Based on the accusations, the police arrested Masih and his son and brought them in for interrogation. When the son Khurrum refused to confess to the crime, the police forced him to strip, tied him up and beat him. When the young man continued to protest his innocence, the police brought his father in and also ordered him to strip naked.
The officials made Masih stand on a chair so they could tie his hands behind his back and hang him from the ceiling, causing the dislocation of the man’s shoulders. Khurram, who was made to watch the entire ordeal, said that each time his father’s feet would touch the floor, a police officer would yank the rope to lift him up again and continue applying pressure to his arms and dislocated shoulders.
As neither of the men would confess to the crime, Khurram said that police began beating his bound father with wooden logs. An hour or so into the beating, the guards realized that the man was no longer breathing at which point they lowered him on the rope into a pool of his own urine.
An autopsy performed on the man stated the cause of death to be a heart attack, and made no mention whatever of the numerous injuries and bruises on the man’s body.
The remaining members of the Masih family are being legally represented by the Organization for Legal Aid (OLA), the Pakistani affiliate of the European Center for Law and Justice. The dead man’s brother, Riasat Masih, was the one to raise the issue of Masih’s Christianity as motive for the brutality.
“Why was only my brother named and handed over to police custody, while the Muslim employees were not interrogated?” he asked. “My brother had honestly served his employers for 15 years, but they did not even consider this fact before turning him in to police custody and asking them to torture him until he ‘confessed’ to the theft.”
Liaqat Massih leaves behind four children, aged nine to 20. The police released Massih’s corpse to the family on Jan. 14, but did not leave them a copy of the autopsy.
The OLA filed a petition with the local court system asking for a second autopsy to be performed under court supervision, but reportedly were further harassed when trying to get to the bottom of what had happened.

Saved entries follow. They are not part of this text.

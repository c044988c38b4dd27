//! Tests for the post-construction verifier

use super::*;
use crate::ir::{CallingConvention, IrBuilder};
use pretty_assertions::assert_eq;

fn builder_with_entry() -> (IrBuilder, BlockId) {
    let function = Function::new("test".to_string(), vec![], IrType::builtin_int32());
    let mut builder = IrBuilder::new(function);
    let entry = builder.create_block();
    builder.emit_block(entry).unwrap();
    (builder, entry)
}

fn return_zero(builder: &mut IrBuilder) {
    let zero = builder.integer_literal(IrType::builtin_int32(), 0).unwrap();
    builder.return_value(zero).unwrap();
}

fn make_error(builder: &mut IrBuilder) -> ValueId {
    builder.builtin("make_error", vec![], IrType::ErrorExistential).unwrap()
}

fn kind_of(builder: IrBuilder) -> VerifyErrorKind {
    verify_function(&builder.finish()).unwrap_err().kind
}

#[test]
fn test_valid_function_passes() {
    let (mut builder, _) = builder_with_entry();
    return_zero(&mut builder);
    assert!(verify_function(&builder.finish()).is_ok());
}

#[test]
fn test_missing_terminator() {
    let (mut builder, entry) = builder_with_entry();
    builder.integer_literal(IrType::builtin_int32(), 0).unwrap();
    assert_eq!(kind_of(builder), VerifyErrorKind::MissingTerminator { block: entry });
}

#[test]
fn test_branch_argument_count_mismatch() {
    let (mut builder, entry) = builder_with_entry();
    let exit = builder.create_block();
    builder
        .create_block_param(exit, IrType::builtin_int32(), OwnershipKind::None)
        .unwrap();
    builder.branch(exit, vec![]).unwrap();
    builder.emit_block(exit).unwrap();
    return_zero(&mut builder);

    assert_eq!(
        kind_of(builder),
        VerifyErrorKind::ArgumentCountMismatch {
            block: entry,
            target: exit,
            given: 0,
            expected: 1,
        }
    );
}

#[test]
fn test_return_type_mismatch() {
    let (mut builder, _) = builder_with_entry();
    let code = builder.integer_literal(IrType::builtin_int32(), 0).unwrap();
    let wrapped = builder.create_struct(IrType::int32(), vec![code]).unwrap();
    builder.return_value(wrapped).unwrap();

    assert!(matches!(kind_of(builder), VerifyErrorKind::TypeMismatch { .. }));
}

#[test]
fn test_inconsistent_edges() {
    let (mut builder, _) = builder_with_entry();
    let orphan = builder.create_block();
    return_zero(&mut builder);
    builder.emit_block(orphan).unwrap();
    return_zero(&mut builder);

    let mut function = builder.finish();
    function.get_block_mut(orphan).unwrap().predecessors.push(7);
    assert_eq!(
        verify_function(&function).unwrap_err().kind,
        VerifyErrorKind::InconsistentEdges { block: orphan }
    );
}

#[test]
fn test_instruction_after_terminator() {
    let (mut builder, entry) = builder_with_entry();
    return_zero(&mut builder);

    let mut function = builder.finish();
    function.get_block_mut(entry).unwrap().instructions.push(Instruction::Unreachable);
    assert_eq!(
        verify_function(&function).unwrap_err().kind,
        VerifyErrorKind::TerminatorNotLast { block: entry }
    );
}

#[test]
fn test_branch_to_missing_block() {
    let (mut builder, entry) = builder_with_entry();
    builder.unreachable().unwrap();

    let mut function = builder.finish();
    let block = function.get_block_mut(entry).unwrap();
    block.instructions.pop();
    block.instructions.push(Instruction::Branch { target: 9, args: vec![] });
    assert_eq!(
        verify_function(&function).unwrap_err().kind,
        VerifyErrorKind::MissingBlock { block: entry, target: 9 }
    );
}

#[test]
fn test_use_on_path_without_definition() {
    let (mut builder, _) = builder_with_entry();
    let defining = builder.create_block();
    let bypass = builder.create_block();
    let join = builder.create_block();
    let condition = builder.integer_literal(IrType::Builtin { bits: 1 }, 1).unwrap();
    builder.cond_branch(condition, defining, bypass).unwrap();

    builder.emit_block(defining).unwrap();
    let seven = builder.integer_literal(IrType::builtin_int32(), 7).unwrap();
    builder.branch(join, vec![]).unwrap();
    builder.emit_block(bypass).unwrap();
    builder.branch(join, vec![]).unwrap();
    builder.emit_block(join).unwrap();
    builder.return_value(seven).unwrap();

    assert_eq!(kind_of(builder), VerifyErrorKind::UndefinedValue { block: join, value: seven });
}

#[test]
fn test_use_in_dominated_block() {
    let (mut builder, _) = builder_with_entry();
    let left = builder.create_block();
    let right = builder.create_block();
    let seven = builder.integer_literal(IrType::builtin_int32(), 7).unwrap();
    let condition = builder.integer_literal(IrType::Builtin { bits: 1 }, 0).unwrap();
    builder.cond_branch(condition, left, right).unwrap();

    builder.emit_block(left).unwrap();
    builder.return_value(seven).unwrap();
    builder.emit_block(right).unwrap();
    builder.return_value(seven).unwrap();

    assert!(verify_function(&builder.finish()).is_ok());
}

#[test]
fn test_borrowed_load_needs_no_end() {
    let (mut builder, _) = builder_with_entry();
    let slot = builder.alloc_stack(IrType::ErrorExistential).unwrap();
    let error = make_error(&mut builder);
    builder.store(error, slot).unwrap();
    builder.load(slot, false).unwrap();
    let taken = builder.load(slot, true).unwrap();
    builder.destroy_value(taken).unwrap();
    builder.dealloc_stack(slot).unwrap();
    return_zero(&mut builder);

    assert!(verify_function(&builder.finish()).is_ok());
}

#[test]
fn test_consuming_a_borrowed_load() {
    let (mut builder, entry) = builder_with_entry();
    let slot = builder.alloc_stack(IrType::ErrorExistential).unwrap();
    let error = make_error(&mut builder);
    builder.store(error, slot).unwrap();
    let borrowed = builder.load(slot, false).unwrap();
    builder.destroy_value(borrowed).unwrap();
    builder.dealloc_stack(slot).unwrap();
    return_zero(&mut builder);

    assert_eq!(kind_of(builder), VerifyErrorKind::ConsumedBorrow { block: entry, value: borrowed });
}

#[test]
fn test_leaked_owned_value() {
    let (mut builder, entry) = builder_with_entry();
    let error = make_error(&mut builder);
    return_zero(&mut builder);

    assert_eq!(kind_of(builder), VerifyErrorKind::LeakedValue { block: entry, value: error });
}

#[test]
fn test_end_lifetime_consumes_owned_value() {
    let (mut builder, _) = builder_with_entry();
    let error = make_error(&mut builder);
    builder.end_lifetime(error).unwrap();
    return_zero(&mut builder);

    assert!(verify_function(&builder.finish()).is_ok());
}

#[test]
fn test_use_after_consume() {
    let (mut builder, entry) = builder_with_entry();
    let error = make_error(&mut builder);
    builder.end_lifetime(error).unwrap();
    builder.destroy_value(error).unwrap();
    return_zero(&mut builder);

    assert_eq!(kind_of(builder), VerifyErrorKind::UseAfterConsume { block: entry, value: error });
}

#[test]
fn test_double_consume_in_one_instruction() {
    let (mut builder, entry) = builder_with_entry();
    let error = make_error(&mut builder);
    let pair = IrType::Struct {
        name: "Pair".to_string(),
        fields: vec![IrType::ErrorExistential, IrType::ErrorExistential],
    };
    builder.create_struct(pair, vec![error, error]).unwrap();
    builder.unreachable().unwrap();

    assert_eq!(kind_of(builder), VerifyErrorKind::DoubleConsume { block: entry, value: error });
}

#[test]
fn test_unreachable_path_may_leak() {
    let (mut builder, _) = builder_with_entry();
    make_error(&mut builder);
    builder.unreachable().unwrap();

    assert!(verify_function(&builder.finish()).is_ok());
}

#[test]
fn test_leak_on_one_path_only() {
    let (mut builder, _) = builder_with_entry();
    let error = make_error(&mut builder);
    let condition = builder.integer_literal(IrType::Builtin { bits: 1 }, 1).unwrap();
    let consume = builder.create_block();
    let leak = builder.create_block();
    builder.cond_branch(condition, consume, leak).unwrap();

    builder.emit_block(consume).unwrap();
    builder.end_lifetime(error).unwrap();
    return_zero(&mut builder);

    builder.emit_block(leak).unwrap();
    return_zero(&mut builder);

    assert_eq!(kind_of(builder), VerifyErrorKind::LeakedValue { block: leak, value: error });
}

#[test]
fn test_owned_value_forwarded_through_block_param() {
    let (mut builder, _) = builder_with_entry();
    let error = make_error(&mut builder);
    let handler = builder.create_block();
    let param = builder
        .create_block_param(handler, IrType::ErrorExistential, OwnershipKind::Owned)
        .unwrap();
    builder.branch(handler, vec![error]).unwrap();

    builder.emit_block(handler).unwrap();
    builder.end_lifetime(param).unwrap();
    return_zero(&mut builder);

    assert!(verify_function(&builder.finish()).is_ok());
}

#[test]
fn test_throwing_callee_requires_try_apply() {
    let (mut builder, entry) = builder_with_entry();
    let mut callee = Function::declaration(
        "may_throw".to_string(),
        vec![],
        IrType::EmptyTuple,
        CallingConvention::Native,
    );
    callee.error_type = Some(IrType::ErrorExistential);
    let callee_ref = builder.function_ref(&callee).unwrap();
    builder.apply(callee_ref, vec![]).unwrap();
    return_zero(&mut builder);

    assert_eq!(
        kind_of(builder),
        VerifyErrorKind::ThrowingApply { block: entry, value: callee_ref }
    );
}

#[test]
fn test_verify_error_converts_to_internal_error() {
    let function = Function::new("empty".to_string(), vec![], IrType::EmptyTuple);
    let err: CompilerError = verify_function(&function).unwrap_err().into();
    assert!(err.is_internal());
    assert_eq!(
        err,
        CompilerError::VerificationFailed {
            function: "empty".to_string(),
            message: "function has no entry block".to_string(),
        }
    );
}
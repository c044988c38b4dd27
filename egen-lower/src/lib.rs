//! Entry-point generator - Lowering
//!
//! This crate turns the top-level code of a source file into the program
//! entry point:
//! - Top-level lowering: visits module-scope declarations in order and
//!   diagnoses code that can never run
//! - Escape marking: records where module storage captured by reference
//!   becomes reachable from other code
//! - Main invocation: calls a user-defined `main` and maps its outcome to
//!   an exit code
//! - Entry point assembly: builds `main` (and `async_Main`) with a single
//!   epilogue for normal and error exits

pub mod ast;
pub mod cleanup;
pub mod collaborator;
pub mod context;
pub mod entry_point;
pub mod escape;
pub mod main_call;
pub mod top_level;

pub use ast::{Decl, DeclKind, Element, ElementKind, Expr, MainDecl, SourceFile, Stmt};
pub use cleanup::{Cleanup, CleanupStack, JumpDest};
pub use collaborator::{BasicLowering, LoweringCollaborator, RValue};
pub use context::LoweringContext;
pub use entry_point::{EmitOptions, EntryDescriptor, EntryKind, EntryPointEmitter, EntrySignature};
pub use top_level::TopLevelStatementLowerer;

In a statement, Michelle Chaudhry of the Cecil & Iris Chaudhry Foundation (CICF) noted their solidarity with the family of Liaqat Masih, “who died under mysterious circumstances while in police custody.”
“We cannot accept the claims made by the police that Liaqat Masih died of a heart attack, unless an independent inquiry into the incident is carried out, along with a third-party post-mortem at a private hospital in order to bring the facts to light,” the statement said.
Riasat Masih said that they were seeking a fair investigation into the killing, but rather than listen to their complaint, “the police attacked us with batons and sticks and threatened to arrest and torture Christian youths if we did not stop demanding registration of a case against the police officials,” he said.
Masih has said that they will not bury the body of his brother until a case can be registered against two of the police officers involved in the fatal beating as well as the sons of S. A. Hameed, Raza and Ahsan, “on whose orders the police were acting.”
Last October, the U.S. Commission on International Religious Freedom (USCIRF) called on the U.S. State Department to denounce Pakistan’s systematic religious persecution and add the country to its list of “Countries of Particular Concern” (CPC). The list comprises those governments that “engage in or tolerate” systematic, ongoing, and egregious violations of religious freedom.
USCIRF chairman Robert P. George urged the Obama Administration to enlarge its list to comprise other glaring offenders of religious liberty such as Pakistan.
“We also urge the State Department to further expand its CPC list to reflect the severe violations occurring in other countries, such as Pakistan, which USCIRF has called the worst situation in the world for religious freedom for countries not currently designated by the U.S. government as CPCs,” George said.